Other industries, such as banking, have benefited from regulation, and some members of the advisory group want to ensure that the strategy does not preclude further beneficial mandates in those sectors. George Martinez, chairman of Sterling Bank and Sterling Bancshares Inc., said that banking regulations have spurred necessary investments and that they could be expanded to include security.
Law enforcement also has been a proponent of a more stringent federal approach to security. During todays teleconference, Gilbert Gallegos, chief of police in Albuquerque, N.M., said that mandatory security testing could help determine whether flaws exist in products before problems arise.
Long accustomed to little oversight from Washington, the IT sector is eager to ensure that it does not fall under a regime similar to banking or other highly regulated industries, however.

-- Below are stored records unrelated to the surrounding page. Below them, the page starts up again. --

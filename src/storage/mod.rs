//! Access to cookies and app-scoped storage.
//!
//! - [`accessor`]: the `StorageAccessor`, `CookieStore` and `DefaultsStore` seams
//! - [`sandbox`]: `SandboxStorage`, the filesystem implementation
//! - [`memory`]: `MemoryCookieStore`
//! - [`error`]: `StorageError`

pub mod accessor;
pub mod error;
pub mod memory;
pub mod sandbox;

pub use accessor::{Cleared, CookieStore, DefaultsStore, StorageAccessor, StorageArea};
pub use error::StorageError;
pub use memory::MemoryCookieStore;
pub use sandbox::{clear_directory, directory_size, SandboxDirs, SandboxStorage};
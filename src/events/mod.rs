//! Event system between platform callbacks and the facade.
//!
//! Host callbacks never touch overlay state directly. They publish an
//! [`OverlayEvent`]; the facade drains the queue on the UI thread.
//!
//! # Architecture
//!
//! ```text
//! ┌─────────────┐  ┌─────────────┐  ┌─────────────┐  ┌─────────────┐
//! │ Retry timer │  │  Gestures   │  │ Alert menu  │  │ Window/scene│
//! │  (NSTimer)  │  │ (tap / pan) │  │  handlers   │  │ notifications│
//! └──────┬──────┘  └──────┬──────┘  └──────┬──────┘  └──────┬──────┘
//!        │ publish()      │                │                │
//!        ▼                ▼                ▼                ▼
//! ┌─────────────────────────────────────────────────────────────────┐
//! │                       EventBus (mpsc)                           │
//! └───────────────────────────────┬─────────────────────────────────┘
//!                                 │ try_recv() in drain_events()
//!                                 ▼
//! ┌─────────────────────────────────────────────────────────────────┐
//! │            CookieManager::dispatch (UI thread)                  │
//! └─────────────────────────────────────────────────────────────────┘
//! ```
//!
//! # Module Structure
//!
//! - [`types`]: Event definitions (`OverlayEvent` enum)
//! - [`bus`]: `EventBus` and `EventPublisher` types
//! - [`global`]: the publisher installed for platform callbacks

pub mod bus;
pub mod global;
pub mod types;

pub use bus::{EventBus, EventPublisher};
pub use global::{install_publisher, publish};
pub use types::OverlayEvent;
//! One-time capability probe.
//!
//! The OS version and device idiom are read once at bootstrap and folded into
//! a fixed [`Capabilities`] value; nothing else branches on versions.

use std::cmp::Ordering;
use std::fmt;

/// Dotted numeric version (`17.4.1`). Missing components compare as zero.
#[derive(Debug, Clone, Copy, PartialEq, Eq, Default)]
pub struct OsVersion {
    pub major: u32,
    pub minor: u32,
    pub patch: u32,
}

impl OsVersion {
    pub const fn new(major: u32, minor: u32, patch: u32) -> Self {
        Self { major, minor, patch }
    }

    /// Lenient parse: non-numeric suffixes are dropped (`"18.0b2"` → 18.0.0).
    pub fn parse(s: &str) -> Option<Self> {
        let mut parts = s.trim().split('.').map(|p| {
            let digits: String = p.chars().take_while(char::is_ascii_digit).collect();
            digits.parse::<u32>().ok()
        });
        let major = parts.next().flatten()?;
        let minor = parts.next().flatten().unwrap_or(0);
        let patch = parts.next().flatten().unwrap_or(0);
        Some(Self::new(major, minor, patch))
    }

    pub fn at_least(&self, major: u32, minor: u32) -> bool {
        *self >= OsVersion::new(major, minor, 0)
    }
}

impl PartialOrd for OsVersion {
    fn partial_cmp(&self, other: &Self) -> Option<Ordering> {
        Some(self.cmp(other))
    }
}

impl Ord for OsVersion {
    fn cmp(&self, other: &Self) -> Ordering {
        (self.major, self.minor, self.patch).cmp(&(other.major, other.minor, other.patch))
    }
}

impl fmt::Display for OsVersion {
    fn fmt(&self, f: &mut fmt::Formatter<'_>) -> fmt::Result {
        write!(f, "{}.{}.{}", self.major, self.minor, self.patch)
    }
}

#[derive(Debug, Clone, Copy, PartialEq, Eq)]
pub enum DeviceIdiom {
    Phone,
    Pad,
    Other,
}

/// How to enumerate the host's windows.
#[derive(Debug, Clone, Copy, PartialEq, Eq)]
pub enum WindowLookup {
    /// `UIApplication.connectedScenes` → `UIWindowScene.windows` (iOS 13+).
    ConnectedScenes,
    /// `UIApplication.windows`.
    ApplicationWindows,
}

/// Background material of the button and panels.
#[derive(Debug, Clone, Copy, PartialEq, Eq)]
pub enum BlurStyle {
    SystemMaterialDark,
    Dark,
}

impl BlurStyle {
    /// `UIBlurEffectStyle` raw value.
    pub fn raw_value(self) -> isize {
        match self {
            BlurStyle::SystemMaterialDark => 16,
            BlurStyle::Dark => 2,
        }
    }
}

/// How the action menu is presented.
#[derive(Debug, Clone, Copy, PartialEq, Eq)]
pub enum MenuStyle {
    ActionSheet,
    /// Action sheets need a popover anchor on iPad; a centred alert does not.
    Alert,
}

impl MenuStyle {
    /// `UIAlertControllerStyle` raw value.
    pub fn raw_value(self) -> isize {
        match self {
            MenuStyle::ActionSheet => 0,
            MenuStyle::Alert => 1,
        }
    }
}

#[derive(Debug, Clone, Copy, PartialEq, Eq)]
pub struct Capabilities {
    pub os: OsVersion,
    pub window_lookup: WindowLookup,
    pub blur_style: BlurStyle,
    pub menu_style: MenuStyle,
}

impl Capabilities {
    pub fn probe(os: OsVersion, idiom: DeviceIdiom) -> Self {
        let scenes = os.at_least(13, 0);
        Self {
            os,
            window_lookup: if scenes {
                WindowLookup::ConnectedScenes
            } else {
                WindowLookup::ApplicationWindows
            },
            blur_style: if scenes {
                BlurStyle::SystemMaterialDark
            } else {
                BlurStyle::Dark
            },
            menu_style: match idiom {
                DeviceIdiom::Phone => MenuStyle::ActionSheet,
                DeviceIdiom::Pad | DeviceIdiom::Other => MenuStyle::Alert,
            },
        }
    }
}

#[cfg(test)]
mod tests {
    use super::*;

    #[test]
    fn test_parse_versions() {
        assert_eq!(OsVersion::parse("17.4.1"), Some(OsVersion::new(17, 4, 1)));
        assert_eq!(OsVersion::parse("12"), Some(OsVersion::new(12, 0, 0)));
        assert_eq!(OsVersion::parse(" 18.0b2 "), Some(OsVersion::new(18, 0, 0)));
        assert_eq!(OsVersion::parse("26.1"), Some(OsVersion::new(26, 1, 0)));
        assert_eq!(OsVersion::parse(""), None);
        assert_eq!(OsVersion::parse("beta"), None);
    }

    #[test]
    fn test_numeric_ordering() {
        assert!(OsVersion::new(13, 10, 0) > OsVersion::new(13, 9, 9));
        assert!(OsVersion::new(26, 0, 0).at_least(18, 0));
        assert!(!OsVersion::new(12, 5, 7).at_least(13, 0));
    }

    #[test]
    fn test_modern_phone() {
        let caps = Capabilities::probe(OsVersion::new(17, 0, 0), DeviceIdiom::Phone);
        assert_eq!(caps.window_lookup, WindowLookup::ConnectedScenes);
        assert_eq!(caps.blur_style, BlurStyle::SystemMaterialDark);
        assert_eq!(caps.menu_style, MenuStyle::ActionSheet);
    }

    #[test]
    fn test_legacy_pad() {
        let caps = Capabilities::probe(OsVersion::new(12, 4, 0), DeviceIdiom::Pad);
        assert_eq!(caps.window_lookup, WindowLookup::ApplicationWindows);
        assert_eq!(caps.blur_style, BlurStyle::Dark);
        assert_eq!(caps.menu_style, MenuStyle::Alert);
    }
}
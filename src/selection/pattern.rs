use anyhow::{Context, Result};
use regex::bytes::Regex;
use std::collections::HashSet;

/// Identifier matcher for a single gene name.
///
/// An identifier matches when it is exactly the gene name, optionally followed
/// by a version suffix made of a dot and one or more digits (`BRCA1`, `BRCA1.2`).
/// The gene name is taken literally, so characters such as `.` or `+` in it
/// carry no regex meaning.
#[derive(Debug, Clone)]
pub struct GenePattern {
    name: String,
    regex: Regex,
}

impl GenePattern {
    /// Compiles the pattern `^<name>(\.\d+)?$` for `name`.
    ///
    /// # Example
    /// ```
    /// use fasta_extract::selection::GenePattern;
    ///
    /// let pattern = GenePattern::new("G1").unwrap();
    /// assert!(pattern.is_match(b"G1.3"));
    /// assert!(!pattern.is_match(b"G1X"));
    /// ```
    pub fn new(name: &str) -> Result<Self> {
        let regex = Regex::new(&format!(r"^{}(\.\d+)?$", regex::escape(name)))
            .with_context(|| format!("Failed to build identifier pattern for gene: {}", name))?;

        Ok(Self {
            name: name.to_string(),
            regex,
        })
    }

    /// Gene name this pattern was built from.
    pub fn name(&self) -> &str {
        &self.name
    }

    /// Tests a record identifier against the pattern.
    pub fn is_match(&self, identifier: &[u8]) -> bool {
        self.regex.is_match(identifier)
    }
}

/// Compiles one pattern per distinct gene name, preserving first-seen order.
///
/// Repeated names are skipped so that a record never lands in the same group twice.
pub fn compile_patterns(gene_names: &[String]) -> Result<Vec<GenePattern>> {
    let mut seen: HashSet<&String> = HashSet::new();

    gene_names
        .iter()
        .filter(|name| seen.insert(*name))
        .map(|name| GenePattern::new(name))
        .collect()
}
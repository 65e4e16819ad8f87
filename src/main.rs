use anyhow::Result;
use clap::Parser;
use fasta_extract::cli::{Cli, fmt};
use fasta_extract::extractor::{ExtractOptions, extract_genes};
use fasta_extract::io::read_gene_names;

fn main() -> Result<()> {
    let cli = Cli::parse();

    if cli.verbose {
        eprintln!("{}", fmt::header("FASTA Extract Configuration"));
        eprintln!("{}: {}", fmt::param_aligned("Input", 16), cli.input.display());
        eprintln!("{}: {}", fmt::param_aligned("Gene names", 16), cli.gene_names.display());
        eprintln!("{}: {}", fmt::param_aligned("Output", 16), cli.output.display());
        eprintln!("{}: {}", fmt::param_aligned("Longest only", 16), cli.longest);
        eprintln!("{}: {}", fmt::param_aligned("Line width", 16), cli.line_width);
        eprintln!();
    }

    let gene_names = read_gene_names(&cli.gene_names)?;

    if cli.verbose {
        eprintln!("{}", fmt::progress(format!("Loaded {} gene names", gene_names.len())));
        eprintln!("{}", fmt::progress(format!("Scanning {}...", cli.input.display())));
    }

    let options = ExtractOptions {
        longest: cli.longest,
        line_width: cli.line_width,
        compression_threads: cli.threads,
    };
    let summary = extract_genes(&cli.input, &gene_names, &cli.output, &options)?;

    if cli.verbose {
        eprintln!("{}: {}", fmt::param_aligned("Records scanned", 16), summary.records_scanned);
        eprintln!(
            "{}: {}/{}",
            fmt::param_aligned("Genes found", 16),
            summary.genes_found,
            summary.genes_requested
        );
        eprintln!("{}: {}", fmt::param_aligned("Records written", 16), summary.records_written);
        if !summary.missing_genes.is_empty() {
            eprintln!(
                "{}",
                fmt::warning(format!("No records for: {}", summary.missing_genes.join(", ")))
            );
        }
        eprintln!("{}", fmt::success(format!("Output written to {}", cli.output.display())));
    }

    Ok(())
}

John Chambers, president and CEO of Cisco Systems Inc., said that regulations such as mandatory testing retard IT innovation and that the strategy should not recommend mandatory testing.
Information-sharing is another major focus of the cyber-strategy, and IT companies are also leery of government-mandated standards with regard to system interoperability.
Margaret Grayson, president and CEO of V-ONE Corp., suggested that that the information-sharing provisions of the strategy should be strengthened with interoperability requirements, but that idea was rejected.
Chambers, who serves as vice chairman of the NIAC, said that to encourage open standards is the right message, but that forced interoperability among a large number of companies is practically unenforceable and an impossible burden on small companies.